Collection entries:
+++++

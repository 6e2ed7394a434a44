use std::path::PathBuf;

use clap::{Parser, Subcommand};

pub mod config;
pub mod init;
pub mod run;

use config::ConfigArgs;
use run::RunArgs;

use rackctl::config::ConfigManager;

#[derive(Parser, Debug)]
#[command(
    name = "rackctl",
    about = "Control plane for a blocking audio-plugin engine",
    version = "0.1.0"
)]
pub struct Cli {
    #[command(subcommand)]
    pub command: Option<Commands>,
}

#[derive(Subcommand, Debug)]
pub enum Commands {
    /// Serve JSON tool requests on stdin/stdout
    Run(RunArgs),

    /// Initialize a fresh layout
    Init,

    /// Handle configuration
    Config(ConfigArgs),
}

#[derive(Clone)]
pub struct CliContext {
    pub root: PathBuf,
    pub config_manager: ConfigManager,
}

impl CliContext {
    pub fn new(root: PathBuf, config_manager: ConfigManager) -> Self {
        Self {
            root,
            config_manager,
        }
    }
}

pub async fn execute(context: &CliContext, command: Commands) -> anyhow::Result<()> {
    match command {
        Commands::Run(args) => run::execute(args, context).await,
        Commands::Init => init::execute(context).await,
        Commands::Config(args) => config::execute(args, context).await,
    }
}

pub fn default_command() -> Commands {
    Commands::Run(RunArgs::default_runtime())
}
use std::f64::consts::PI;
use std::fmt;
use std::str::FromStr;

use rand::rngs::StdRng;
use rand::{Rng, SeedableRng};
use serde::{Deserialize, Serialize};

use crate::engine::ParameterInfo;
use crate::error::{ControlError, ControlResult};

#[derive(Debug, Clone, Copy, PartialEq, Eq, Hash, Serialize, Deserialize)]
#[serde(rename_all = "snake_case")]
pub enum CurveKind {
    Linear,
    Exponential,
    Sine,
    RandomWalk,
}

impl FromStr for CurveKind {
    type Err = ControlError;

    fn from_str(s: &str) -> Result<Self, Self::Err> {
        match s.to_ascii_lowercase().as_str() {
            "linear" => Ok(CurveKind::Linear),
            "exponential" => Ok(CurveKind::Exponential),
            "sine" => Ok(CurveKind::Sine),
            "random_walk" | "random-walk" => Ok(CurveKind::RandomWalk),
            other => Err(ControlError::invalid(format!("unknown automation type `{other}`"))),
        }
    }
}

impl fmt::Display for CurveKind {
    fn fmt(&self, f: &mut fmt::Formatter<'_>) -> fmt::Result {
        f.write_str(match self {
            CurveKind::Linear => "linear",
            CurveKind::Exponential => "exponential",
            CurveKind::Sine => "sine",
            CurveKind::RandomWalk => "random_walk",
        })
    }
}

/// A curve with all of its endpoints resolved.
#[derive(Debug, Clone, Copy, PartialEq, Serialize)]
#[serde(tag = "kind", rename_all = "snake_case")]
pub enum Curve {
    Linear { start: f64, end: f64 },
    Exponential { start: f64, end: f64 },
    Sine { min: f64, max: f64, frequency: f64 },
    RandomWalk { start: f64, min: f64, max: f64 },
}

impl Curve {
    /// Build a curve from caller keyframes, falling back to the parameter's
    /// range and current value where keyframes are absent.
    ///
    /// Keyframes are `[start, end]` for linear/exponential and
    /// `[min, max, frequency?]` for sine. Random walk ignores keyframes.
    pub fn resolve(kind: CurveKind, keyframes: Option<&[f64]>, info: &ParameterInfo) -> ControlResult<Self> {
        let keys = keyframes.unwrap_or(&[]);
        check_keyframes(keys)?;
        let pair = if keys.len() >= 2 { Some((keys[0], keys[1])) } else { None };

        let curve = match kind {
            CurveKind::Linear => {
                let (start, end) = pair.unwrap_or((info.current, info.max));
                Curve::Linear { start, end }
            }
            CurveKind::Exponential => {
                let (start, end) = pair.unwrap_or((info.min, info.max));
                Curve::Exponential { start, end }
            }
            CurveKind::Sine => {
                let (min, max) = pair.unwrap_or((info.min, info.max));
                let frequency = if pair.is_some() {
                    keys.get(2).copied().unwrap_or(1.0)
                } else {
                    1.0
                };
                if frequency <= 0.0 {
                    return Err(ControlError::invalid("sine frequency must be positive"));
                }
                Curve::Sine { min, max, frequency }
            }
            CurveKind::RandomWalk => Curve::RandomWalk {
                start: info.current.clamp(info.min, info.max),
                min: info.min,
                max: info.max,
            },
        };
        Ok(curve)
    }

    pub fn kind(&self) -> CurveKind {
        match self {
            Curve::Linear { .. } => CurveKind::Linear,
            Curve::Exponential { .. } => CurveKind::Exponential,
            Curve::Sine { .. } => CurveKind::Sine,
            Curve::RandomWalk { .. } => CurveKind::RandomWalk,
        }
    }

    pub fn sampler(&self) -> CurveSampler {
        let current = match *self {
            Curve::RandomWalk { start, .. } => start,
            _ => 0.0,
        };
        CurveSampler {
            curve: *self,
            current,
            rng: StdRng::from_os_rng(),
        }
    }

    /// First values the curve will produce, for display. Random walks are
    /// not previewed beyond their starting point.
    pub fn preview(&self, steps: usize, resolution_secs: f64, limit: usize) -> Vec<f64> {
        if let Curve::RandomWalk { start, .. } = self {
            return vec![*start];
        }
        let mut sampler = self.sampler();
        (0..steps.min(limit))
            .map(|i| round3(sampler.value_at(i, steps, i as f64 * resolution_secs)))
            .collect()
    }
}

pub fn check_keyframes(keys: &[f64]) -> ControlResult<()> {
    match keys.iter().find(|v| !v.is_finite()) {
        Some(bad) => Err(ControlError::invalid(format!("keyframe value {bad} is not finite"))),
        None => Ok(()),
    }
}

fn round3(v: f64) -> f64 {
    (v * 1000.0).round() / 1000.0
}

/// Step-by-step value source for one automation run. Random walk carries
/// its position across steps.
pub struct CurveSampler {
    curve: Curve,
    current: f64,
    rng: StdRng,
}

impl CurveSampler {
    pub fn value_at(&mut self, step: usize, steps: usize, elapsed_secs: f64) -> f64 {
        let progress = if steps == 0 { 0.0 } else { step as f64 / steps as f64 };
        match self.curve {
            Curve::Linear { start, end } => start + (end - start) * progress,
            Curve::Exponential { start, end } => start + (end - start) * progress * progress,
            Curve::Sine { min, max, frequency } => {
                min + (max - min) * (0.5 + 0.5 * (2.0 * PI * frequency * elapsed_secs).sin())
            }
            Curve::RandomWalk { min, max, .. } => {
                let step_size = (max - min) * 0.05;
                let delta = if step_size > 0.0 {
                    self.rng.random_range(-step_size..=step_size)
                } else {
                    0.0
                };
                self.current = (self.current + delta).clamp(min, max);
                self.current
            }
        }
    }
}
pub(crate) struct Registration {
    pub(crate) id: Uuid,
    pub(crate) cancel: CancellationToken,
    pub(crate) state_tx: watch::Sender<ProcessState>,
    pub(crate) overlapping: Vec<Uuid>,
}

/// Runs automation and recording processes in the background. Each process is
/// a task on the tracker with its own cancellation token, a child of the
/// engine-wide shutdown token.
#[derive(Debug, Clone)]
pub struct AutomationEngine {
    pub(crate) engine: SharedEngine,
    pub(crate) bridge: BlockingBridge,
    pub(crate) batch: BatchBridge,
    pub(crate) catalog: PluginCatalog,
    pub(crate) resolution: Duration,
    pub(crate) sample_interval: Duration,
    pub(crate) tables: StateOwner<AutomationTables>,
    pub(crate) shutdown: CancellationToken,
    pub(crate) tracker: TaskTracker,
}

impl AutomationEngine {
    pub fn new(
        engine: SharedEngine,
        bridge: BlockingBridge,
        batch: BatchBridge,
        catalog: PluginCatalog,
        sample_interval: Duration,
    ) -> Self {
        Self {
            engine,
            bridge,
            batch,
            catalog,
            resolution: STEP_RESOLUTION,
            sample_interval: sample_interval.max(Duration::from_millis(1)),
            tables: StateOwner::spawn("automation", AutomationTables::default()),
            shutdown: CancellationToken::new(),
            tracker: TaskTracker::new(),
        }
    }

    pub(crate) fn ensure_open(&self) -> ControlResult<()> {
        if self.shutdown.is_cancelled() {
            Err(ControlError::Unavailable)
        } else {
            Ok(())
        }
    }

    pub(crate) fn steps_for(&self, duration_ms: u64) -> ControlResult<usize> {
        let resolution_ms = self.resolution.as_millis() as u64;
        if duration_ms < resolution_ms {
            return Err(ControlError::invalid(format!(
                "duration {duration_ms}ms is shorter than one {resolution_ms}ms step"
            )));
        }
        Ok((duration_ms / resolution_ms) as usize)
    }

    /// Upper bound on how long a stop request waits for the process to
    /// observe its cancellation.
    pub(crate) fn stop_grace(&self) -> Duration {
        self.bridge.default_timeout() + self.resolution.max(self.sample_interval)
    }

    pub(crate) async fn read_parameter_info(
        &self,
        plugin: PluginId,
        parameter: ParameterId,
    ) -> ControlResult<ParameterInfo> {
        self.bridge
            .run(engine_op(
                format!("read parameter {plugin}:{parameter}"),
                &self.engine,
                move |e| e.get_parameter_info(plugin, parameter),
            ))
            .await
    }

    pub async fn start_automation(
        &self,
        plugin: PluginId,
        parameter: ParameterId,
        kind: CurveKind,
        duration_ms: u64,
        keyframes: Option<Vec<f64>>,
    ) -> ControlResult<StartedAutomation> {
        self.ensure_open()?;
        let steps = self.steps_for(duration_ms)?;
        if let Some(keys) = keyframes.as_deref() {
            check_keyframes(keys)?;
        }
        self.catalog.require_parameter(plugin, parameter).await?;

        let info = self.read_parameter_info(plugin, parameter).await?;
        if !info.automatable {
            return Err(ControlError::invalid(format!(
                "parameter {plugin}:{parameter} ({}) is not automatable",
                info.name
            )));
        }
        let curve = Curve::resolve(kind, keyframes.as_deref(), &info)?;

        let target = AutomationTarget::Parameter {
            plugin_id: plugin,
            parameter_id: parameter,
        };
        let reg = self
            .register(target, kind.into(), duration_ms, keyframes, steps)
            .await?;
        if !reg.overlapping.is_empty() {
            warn!(
                "Automation on {plugin}:{parameter} overlaps {} running process(es); last write wins",
                reg.overlapping.len()
            );
        }

        let preview = curve.preview(steps, self.resolution.as_secs_f64(), PREVIEW_LEN);
        let started = StartedAutomation {
            automation_id: reg.id,
            plugin_id: plugin,
            parameter_id: parameter,
            parameter_name: info.name,
            curve,
            duration_ms,
            steps,
            preview,
            overlapping: reg.overlapping.clone(),
        };

        let this = self.clone();
        self.tracker.spawn(async move {
            this.drive_curve(reg, plugin, parameter, curve, steps).await;
        });
        info!(
            "Started {kind} automation {} on {plugin}:{parameter} for {duration_ms}ms",
            started.automation_id
        );
        Ok(started)
    }

    pub(crate) async fn register(
        &self,
        target: AutomationTarget,
        kind: ProcessKind,
        duration_ms: u64,
        keyframes: Option<Vec<f64>>,
        steps: usize,
    ) -> ControlResult<Registration> {
        let id = Uuid::new_v4();
        let cancel = self.shutdown.child_token();
        let (state_tx, done) = watch::channel(ProcessState::Created);
        let process = AutomationProcess {
            id,
            target,
            kind,
            duration_ms,
            keyframes,
            state: ProcessState::Created,
            started_at: chrono::Utc::now(),
            finished_at: None,
            steps_total: steps,
            steps_applied: 0,
            last_value: None,
            error: None,
            cancel: cancel.clone(),
            done,
        };
        let overlapping = self
            .tables
            .call(move |t| {
                let plugin = process.target.plugin_id();
                let params = match &process.target {
                    AutomationTarget::Parameter { parameter_id, .. } => vec![*parameter_id],
                    AutomationTarget::ParameterSet { parameter_ids, .. } => parameter_ids.clone(),
                };
                let mut overlapping: Vec<Uuid> = t
                    .processes
                    .values()
                    .filter(|p| p.is_running())
                    .filter(|p| params.iter().any(|q| p.target.touches(plugin, *q)))
                    .map(|p| p.id)
                    .collect();
                overlapping.sort();
                t.processes.insert(id, process);
                overlapping
            })
            .await?;
        Ok(Registration {
            id,
            cancel,
            state_tx,
            overlapping,
        })
    }

    pub(crate) fn mark_running(&self, reg: &Registration) {
        let id = reg.id;
        self.tables.cast(move |t| {
            if let Some(p) = t.processes.get_mut(&id) {
                if p.state == ProcessState::Created {
                    p.state = ProcessState::Running;
                }
            }
        });
        let _ = reg.state_tx.send(ProcessState::Running);
    }

    pub(crate) fn record_step(&self, id: Uuid, applied: usize, value: Option<f64>) {
        self.tables.cast(move |t| {
            if let Some(p) = t.processes.get_mut(&id) {
                p.steps_applied = applied;
                if value.is_some() {
                    p.last_value = value;
                }
            }
        });
    }

    pub(crate) fn conclude(&self, reg: &Registration, state: ProcessState, error: Option<String>) {
        let id = reg.id;
        match (&state, &error) {
            (ProcessState::Error, Some(msg)) => error!("Automation {id} failed: {msg}"),
            _ => info!("Automation {id} {state:?}"),
        }
        self.tables.cast(move |t| {
            if let Some(p) = t.processes.get_mut(&id) {
                p.finish(state, error);
            }
        });
        let _ = reg.state_tx.send(state);
    }

    async fn drive_curve(
        &self,
        reg: Registration,
        plugin: PluginId,
        parameter: ParameterId,
        curve: Curve,
        steps: usize,
    ) {
        self.mark_running(&reg);
        let mut sampler = curve.sampler();
        let resolution_secs = self.resolution.as_secs_f64();

        for step in 0..steps {
            if reg.cancel.is_cancelled() {
                return self.conclude(&reg, ProcessState::Cancelled, None);
            }
            let value = sampler.value_at(step, steps, step as f64 * resolution_secs);
            let op = engine_op(
                format!("automation {} step {step}", reg.id),
                &self.engine,
                move |e| e.set_parameter(plugin, parameter, value),
            );
            if let Err(err) = self.bridge.run(op).await {
                return self.conclude(&reg, ProcessState::Error, Some(err.to_string()));
            }
            self.record_step(reg.id, step + 1, Some(value));

            tokio::select! {
                _ = reg.cancel.cancelled() => {
                    return self.conclude(&reg, ProcessState::Cancelled, None);
                }
                _ = tokio::time::sleep(self.resolution) => {}
            }
        }
        self.conclude(&reg, ProcessState::Completed, None);
    }

    pub async fn get_automation(&self, id: Uuid) -> ControlResult<AutomationProcess> {
        let process = self.tables.call(move |t| t.processes.get(&id).cloned()).await?;
        found(process, "automation", id)
    }

    pub async fn list_automations(&self) -> ControlResult<Vec<AutomationProcess>> {
        let mut all: Vec<AutomationProcess> = self
            .tables
            .call(|t| t.processes.values().cloned().collect())
            .await?;
        all.sort_by_key(|p| p.started_at);
        Ok(all)
    }

    /// Request cancellation and wait until the process has stopped writing.
    /// Values already applied stay in place.
    pub async fn stop_automation(&self, id: Uuid) -> ControlResult<AutomationProcess> {
        let process = self.get_automation(id).await?;
        if process.is_running() {
            process.cancel.cancel();
            let mut done = process.done.clone();
            let wait = done.wait_for(|s| s.is_terminal());
            if tokio::time::timeout(self.stop_grace(), wait).await.is_err() {
                warn!("Automation {id} did not acknowledge cancellation in time");
            }
        }
        self.get_automation(id).await
    }

    /// Wait for a process to reach a terminal state.
    pub async fn wait_automation(&self, id: Uuid) -> ControlResult<AutomationProcess> {
        let process = self.get_automation(id).await?;
        let mut done = process.done.clone();
        let _ = done.wait_for(|s| s.is_terminal()).await;
        self.get_automation(id).await
    }

    pub async fn remove_automation(&self, id: Uuid) -> ControlResult<AutomationProcess> {
        self.stop_automation(id).await?;
        let removed = self.tables.call(move |t| t.processes.remove(&id)).await?;
        found(removed, "automation", id)
    }

    /// Cancel every automation and recording and wait for their tasks to
    /// exit. New processes are refused afterwards.
    pub async fn stop_all(&self) -> usize {
        let running = self
            .tables
            .call(|t| {
                t.processes.values().filter(|p| p.is_running()).count()
                    + t.recordings.values().filter(|r| r.is_recording()).count()
            })
            .await
            .unwrap_or(0);
        self.shutdown.cancel();
        self.tracker.close();
        if tokio::time::timeout(self.stop_grace(), self.tracker.wait())
            .await
            .is_err()
        {
            warn!("{} background process(es) still running at shutdown", self.tracker.len());
        }
        info!("Stopped {running} automation/recording process(es)");
        running
    }
}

+++++

[Exercise brief]
From the data above, copy each line with the string "Debug" in it.

[Solution for this exercise]
#[derive(Parser, Debug)]
#[derive(Subcommand, Debug)]
#[derive(Debug, Clone, Copy, PartialEq, Eq, Hash, Serialize, Deserialize)]
#[derive(Debug, Clone, Copy, PartialEq, Serialize)]
#[derive(Debug, Clone)]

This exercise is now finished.